Kiwi are flightless, belong to an ancient group of birds such as the Moa’s (originally a NZ bird, but now extinct) and their modern day cousins the Ostrich and Emu. Their evolutionary journey into New Zealand is not clear, but they are not found anywhere else on earth.
Kiwi habits and physical characteristics are so like a mammal the bird is sometimes referred to as an honorary mammal. It has feathers like hair, nostrils at the end of its beak and an enormous egg. They are nocturnal birds that feed from the forest ground and lay their eggs in places like hollows of trees. They are under serious threat from the introduced predators such as Dogs, Cats, Possums and even Hedgehogs.
Most of the remaining population are in managed forests (meaning there is strict predator control) or in captive breeding programs. So as you can see, the sighting of one, even in captivity was a rarity.
From Napier we took the journey to Gisborne. The scenery changed from pastureland and rolling hills that would not look out of place in any of the British Isles, to deep gorges, mountains and tropical forests. Slow and steady is the only way to go as we cover 150km in about three hours.

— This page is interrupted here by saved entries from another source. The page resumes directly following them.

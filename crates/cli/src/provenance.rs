use anyhow::{Context, Result};
use serde_json::{json, Value};
use std::ffi::OsString;
use std::fs;
use std::panic::Location;
use std::path::{Path, PathBuf};
use std::process::Command;

/// Parameters recorded next to a generated diagram.
pub struct Payload {
    pub params: Value,
}

impl Payload {
    pub fn new(params: Value) -> Self {
        Self { params }
    }
}

/// Write `<stem>.provenance.json` next to `artifact` with the commit, tool
/// version, callsite, params, and output path.
#[track_caller]
pub fn write_sidecar<P: AsRef<Path>>(artifact: P, payload: Payload) -> Result<PathBuf> {
    let artifact = artifact.as_ref();
    let provenance_path = provenance_path(artifact);

    let callsite = Location::caller();
    let doc = json!({
        "code_rev": current_git_rev(),
        "version": perspective::VERSION,
        "callsite": {
            "file": callsite.file(),
            "line": callsite.line()
        },
        "params": payload.params,
        "outputs": [artifact.to_string_lossy()]
    });
    fs::write(&provenance_path, serde_json::to_vec_pretty(&doc)?)
        .with_context(|| format!("writing {}", provenance_path.display()))?;
    Ok(provenance_path)
}

fn provenance_path(artifact: &Path) -> PathBuf {
    let stem = artifact
        .file_stem()
        .map(|s| s.to_os_string())
        .unwrap_or_else(|| OsString::from("artifact"));
    let mut name = stem;
    name.push(".provenance.json");
    artifact.with_file_name(name)
}

pub fn current_git_rev() -> String {
    if let Some(from_env) = option_env!("GIT_COMMIT") {
        if !from_env.is_empty() {
            return from_env.to_string();
        }
    }
    if let Ok(env_override) = std::env::var("GIT_COMMIT") {
        if !env_override.is_empty() {
            return env_override;
        }
    }
    Command::new("git")
        .args(["rev-parse", "HEAD"])
        .output()
        .ok()
        .filter(|output| output.status.success())
        .and_then(|output| String::from_utf8(output.stdout).ok())
        .map(|s| s.trim().to_string())
        .unwrap_or_else(|| "unknown".to_string())
}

Gisbornes does not have the beauty of many of the other NZ towns, but its one interesting fact is that it is the most Easterly town in NZ and therefore the first to welcome in the new day. Gisborne’s Kaiti Beach is the place where British navigator Captain James Cook made his first landing in New Zealand upon the Endeavour.
The other highlight for us was staying at a The White Heron Motel, which was a modern, well designed Motel, standing out as a beacon of possibility amongst a sea of mediocrity.